70年代にアメリカで生まれたニューヨークパンクの女王であり、詩人。
去年、ボブ・ディランがノーベル賞を取った時、彼の代理でパフォーマンスして報道されていたので、目にされた方もいるだろう。
インターネットもない時代。
彼女のことが知りたくて、持っていた音楽雑誌を片っ端から開き、彼女を探した。
ようやく見つけた小さな写真の切り抜きを大事に持っていた。
恋人でもあった写真家ロバート・メイプルソープが撮ったポートレイトのデビューアルバムのジャケット。
男とも女ともつかない中性的な容姿。
圧倒的な歌声。
マシンガンのように言葉の弾丸を打ちまくるようだった。
そして、現代を生きるシャーマンのような人でもある。
そしてもう一人、ジェーン・バーキン。
フランスのマルチアーティストでアウトローでもあるセルジュ・ゲンズブールのピグマリオンとも呼ばれていたイギリス生まれの女優。
セルジュの名作映画「ジュテイム・モア・ノン・プリュ」では、セルジュのイメージと自分の役を近づけるために体当たりで演じていた。
大人になってから小さな映画館で観て、とても感動した覚えがある。
ゲイのカップルとジョニーという女の子の三角関係。
少年のようなベリーショート、
カメラがくクルクル回るダンスシーン、
トラックの荷台でのラブシーン。
セルジュ独特の感性が際立っていた。
ある日、パティ・スミスのドキュメンタリー映画を観にいった。観ているときにある思いが横切った。

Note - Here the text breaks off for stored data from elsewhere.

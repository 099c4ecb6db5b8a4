use std::fs;
use std::io;
use std::path::{Path, PathBuf};
use std::time::SystemTime;

use crate::XclError;

/// Expand a leading `~/` and make the path absolute against the current directory.
pub(crate) fn resolve_path(raw_path: &Path) -> Result<PathBuf, XclError> {
    let display = raw_path.display().to_string();

    if raw_path.as_os_str().is_empty() {
        return Err(XclError::FileError {
            message: "Path is empty".into(),
            path: display,
            hint: Some("Pass the location of the .xcl file".into()),
            code: Some(303),
        });
    }

    let expanded = match raw_path.strip_prefix("~") {
        Ok(rest) => {
            let home = dirs::home_dir().ok_or_else(|| XclError::FileError {
                message: "Could not determine home directory for ~ expansion".into(),
                path: display.clone(),
                hint: Some("Set HOME or use an absolute path".into()),
                code: Some(303),
            })?;
            home.join(rest)
        }
        Err(_) => raw_path.to_path_buf(),
    };

    std::path::absolute(&expanded).map_err(|e| XclError::FileError {
        message: format!("Failed to resolve absolute path: {}", e),
        path: display,
        hint: None,
        code: Some(303),
    })
}

/// Regular files and symlinks are loaded; anything else at the path is ignored.
pub(crate) fn is_loadable(path: &Path) -> bool {
    fs::symlink_metadata(path)
        .map(|meta| meta.file_type().is_file() || meta.file_type().is_symlink())
        .unwrap_or(false)
}

/// False only when something other than a file or symlink already sits at
/// `path`. Lookup failures are left for the write itself to report.
pub(crate) fn is_writable_target(path: &Path) -> bool {
    match fs::symlink_metadata(path) {
        Ok(meta) => meta.file_type().is_file() || meta.file_type().is_symlink(),
        Err(_) => true,
    }
}

pub(crate) fn create_parent_dirs(path: &Path) -> Result<(), XclError> {
    match path.parent() {
        Some(parent) if !parent.as_os_str().is_empty() => {
            fs::create_dir_all(parent).map_err(|e| XclError::FileError {
                message: format!("Failed to create parent directories: {}", e),
                path: parent.display().to_string(),
                hint: Some("Check permissions on the containing directory".into()),
                code: Some(302),
            })
        }
        _ => Ok(()),
    }
}

pub(crate) fn modified_time(path: &Path) -> Option<SystemTime> {
    fs::metadata(path).and_then(|meta| meta.modified()).ok()
}

pub(crate) fn read_error(path: &Path, e: io::Error) -> XclError {
    XclError::FileError {
        message: format!("Failed to read file: {}", e),
        path: path.display().to_string(),
        hint: Some("Check that the file exists and is readable".into()),
        code: Some(301),
    }
}

pub(crate) fn write_error(path: &Path, e: io::Error) -> XclError {
    XclError::FileError {
        message: format!("Failed to write file: {}", e),
        path: path.display().to_string(),
        hint: Some("Check that the location is writable".into()),
        code: Some(302),
    }
}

”彼女のことは大好きだけど、私と彼女とは生き方とはまったく違うなぁ……。”
比べること自体、おこがましいことなんだけど…。
自分の中で、大好きな存在は何人かいて、お手本にしたいとは思うけど…。
でも……。
そう….、私は私になるしかない。
自分を作ってゆくしかないんだってことに気がついた。
私は、私になるだけ…
ただ、それだけ。
答えは自分の中にしかないから。
それからは、誰にも憧れてはいないように思う。
夢見る頃は、とうに過ぎたってことだ。
自分なりの経験というものを積み重ねたい。
そして、自分という神秘に、もっと触れたいと思う。
だって1番、自分が楽しいと思うから。